Evaluate the combined ensemble model

[ ]:
# Print AUC of the combined model
print("Train AUC- Xgboost", round(roc_auc_score(train_labels, preds_train_xgb), 5))
print("Train AUC- Linear", round(roc_auc_score(train_labels, preds_train_lin), 5))
print("Train AUC- Ensemble", round(roc_auc_score(train_labels, ens_train), 5))

print("=======================================")
print("Validation AUC- Xgboost", round(roc_auc_score(val_labels, preds_val_xgb), 5))
print("Validation AUC- Linear", round(roc_auc_score(val_labels, preds_val_lin), 5))
print("Validation AUC- Ensemble", round(roc_auc_score(val_labels, ens_val), 5))

print("======================================")
print("Test AUC- Xgboost", round(roc_auc_score(test_labels, preds_test_xgb), 5))
print("Test AUC- Linear", round(roc_auc_score(test_labels, preds_test_lin), 5))
print("Test AUC- Ensemble", round(roc_auc_score(test_labels, ens_test), 5))
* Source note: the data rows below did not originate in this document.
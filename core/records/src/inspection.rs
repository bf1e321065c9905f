//! Inspection records.

use chrono::NaiveDate;
use serde::{Deserialize, Serialize};

use fieldbook_common::{EntityId, Timestamp};

/// Progress of an inspection visit.
#[derive(Debug, Clone, Copy, Default, PartialEq, Eq, Serialize, Deserialize)]
#[serde(rename_all = "snake_case")]
pub enum InspectionStatus {
    #[default]
    Planned,
    InProgress,
    Completed,
}

/// A site visit within a project.
#[derive(Debug, Clone, PartialEq, Serialize, Deserialize)]
#[serde(rename_all = "camelCase")]
pub struct Inspection {
    pub id: EntityId,
    pub project_id: EntityId,
    pub inspector: String,
    #[serde(default)]
    pub scheduled_for: Option<NaiveDate>,
    #[serde(default)]
    pub status: InspectionStatus,
    #[serde(default)]
    pub notes: String,
    pub updated_at: Timestamp,
    #[serde(default)]
    pub deleted_at: Option<Timestamp>,
}

impl Inspection {
    /// Create a new, not yet stamped inspection.
    pub fn new(project_id: EntityId, inspector: impl Into<String>) -> Self {
        Self {
            id: EntityId::generate(),
            project_id,
            inspector: inspector.into(),
            scheduled_for: None,
            status: InspectionStatus::default(),
            notes: String::new(),
            updated_at: Timestamp::ZERO,
            deleted_at: None,
        }
    }
}

crate::impl_entity!(Inspection, "inspections", parent = "projects", project_id);
//! SQLite-backed local store.
//!
//! All entity types share one `records` table keyed by
//! `(entity_type, id)`; payloads are stored as JSON. The same [`Database`]
//! handle is reused by the sync crate for its queue and cursor tables.

use async_trait::async_trait;
use rusqlite::{params, Connection, OptionalExtension};
use std::marker::PhantomData;
use std::path::Path;
use std::sync::{Arc, Mutex};
use tokio::sync::watch;
use tracing::{debug, info};

use fieldbook_common::{Entity, EntityId, Error, Result};

use crate::store::LocalStore;

const RECORDS_SCHEMA: &str = r#"
    CREATE TABLE IF NOT EXISTS records (
        entity_type TEXT NOT NULL,
        id TEXT NOT NULL,
        parent_id TEXT,
        payload TEXT NOT NULL,
        updated_at INTEGER NOT NULL,
        PRIMARY KEY (entity_type, id)
    );

    CREATE INDEX IF NOT EXISTS idx_records_parent ON records(entity_type, parent_id);
"#;

fn storage_err(err: rusqlite::Error) -> Error {
    Error::Storage(err.to_string())
}

/// Shared SQLite connection.
#[derive(Clone)]
pub struct Database {
    conn: Arc<Mutex<Connection>>,
}

impl Database {
    /// Create or open a database file.
    ///
    /// # Errors
    /// - Database creation or migration failure
    pub fn open(path: impl AsRef<Path>) -> Result<Self> {
        let conn = Connection::open(path.as_ref()).map_err(storage_err)?;
        let db = Self::from_connection(conn)?;
        info!("Opened local database at {}", path.as_ref().display());
        Ok(db)
    }

    /// Create an in-memory database (for testing).
    pub fn in_memory() -> Result<Self> {
        Self::from_connection(Connection::open_in_memory().map_err(storage_err)?)
    }

    fn from_connection(conn: Connection) -> Result<Self> {
        conn.execute_batch(RECORDS_SCHEMA).map_err(storage_err)?;
        Ok(Self {
            conn: Arc::new(Mutex::new(conn)),
        })
    }

    /// Run a schema batch (idempotent `CREATE ... IF NOT EXISTS` statements).
    pub fn migrate(&self, sql: &str) -> Result<()> {
        self.with_conn(|conn| conn.execute_batch(sql))
    }

    /// Run a closure against the connection.
    pub fn with_conn<T>(&self, f: impl FnOnce(&Connection) -> rusqlite::Result<T>) -> Result<T> {
        let conn = self
            .conn
            .lock()
            .map_err(|_| Error::Storage("database lock poisoned".to_string()))?;
        f(&conn).map_err(storage_err)
    }
}

/// Local store for one entity type on a shared [`Database`].
pub struct SqliteStore<E: Entity> {
    db: Database,
    revision: watch::Sender<u64>,
    _entity: PhantomData<fn() -> E>,
}

impl<E: Entity> SqliteStore<E> {
    /// Create a store for `E` on `db`.
    pub fn new(db: Database) -> Self {
        let (revision, _) = watch::channel(0);
        Self {
            db,
            revision,
            _entity: PhantomData,
        }
    }

    fn bump(&self) {
        self.revision.send_modify(|rev| *rev += 1);
    }

    fn decode(payload: &str) -> Result<E> {
        serde_json::from_str(payload).map_err(Error::from)
    }
}

#[async_trait]
impl<E: Entity> LocalStore<E> for SqliteStore<E> {
    fn name(&self) -> &str {
        "sqlite"
    }

    async fn get(&self, id: &EntityId) -> Result<Option<E>> {
        let payload: Option<String> = self.db.with_conn(|conn| {
            conn.query_row(
                "SELECT payload FROM records WHERE entity_type = ?1 AND id = ?2",
                params![E::TYPE_ID, id.as_str()],
                |row| row.get(0),
            )
            .optional()
        })?;

        payload.as_deref().map(Self::decode).transpose()
    }

    async fn get_all(&self, scope: Option<&EntityId>) -> Result<Vec<E>> {
        let payloads: Vec<String> = self.db.with_conn(|conn| {
            let mut stmt = conn.prepare(
                r#"
                SELECT payload FROM records
                WHERE entity_type = ?1 AND (?2 IS NULL OR parent_id = ?2)
                ORDER BY id
                "#,
            )?;
            let rows = stmt.query_map(
                params![E::TYPE_ID, scope.map(EntityId::as_str)],
                |row| row.get(0),
            )?;
            rows.collect()
        })?;

        payloads.iter().map(|p| Self::decode(p)).collect()
    }

    async fn save(&self, entity: &E) -> Result<()> {
        let payload = serde_json::to_string(entity)?;
        debug!("Saving {} {}", E::TYPE_ID, entity.id());

        self.db.with_conn(|conn| {
            conn.execute(
                r#"
                INSERT INTO records (entity_type, id, parent_id, payload, updated_at)
                VALUES (?1, ?2, ?3, ?4, ?5)
                ON CONFLICT(entity_type, id) DO UPDATE SET
                    parent_id = excluded.parent_id,
                    payload = excluded.payload,
                    updated_at = excluded.updated_at
                "#,
                params![
                    E::TYPE_ID,
                    entity.id().as_str(),
                    entity.parent_id().map(EntityId::as_str),
                    payload,
                    entity.updated_at().as_millis(),
                ],
            )
        })?;

        self.bump();
        Ok(())
    }

    async fn delete(&self, id: &EntityId) -> Result<()> {
        debug!("Deleting {} {}", E::TYPE_ID, id);
        let removed = self.db.with_conn(|conn| {
            conn.execute(
                "DELETE FROM records WHERE entity_type = ?1 AND id = ?2",
                params![E::TYPE_ID, id.as_str()],
            )
        })?;

        if removed > 0 {
            self.bump();
        }
        Ok(())
    }

    fn changes(&self) -> watch::Receiver<u64> {
        self.revision.subscribe()
    }
}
Save Final prediction on test-data

[ ]:
final = pd.concat([data_test.iloc[:, 0], pd.DataFrame(ens_test)], axis=1)
final.to_csv("Xgboost-linear-ensemble-prediction.csv", sep=",", header=False, index=False)
[ ]:
sm.delete_endpoint(EndpointName=endpoint_name)

Extensions

This example analyzed a relatively small dataset, but utilized SageMaker features such as, * managed single-machine training of XGBoost model * managed training of Linear Learner * highly available, real-time model hosting, * doing a batch prediction using the hosted model * Doing an ensemble of Xgboost and Linear Learner

This example can be extended in several ways using SageMaker features such as, * Distributed training of Xgboost/Linear model * Picking a different model for training * Training a separate model for peforming the ensemble instead of a taking a simple average.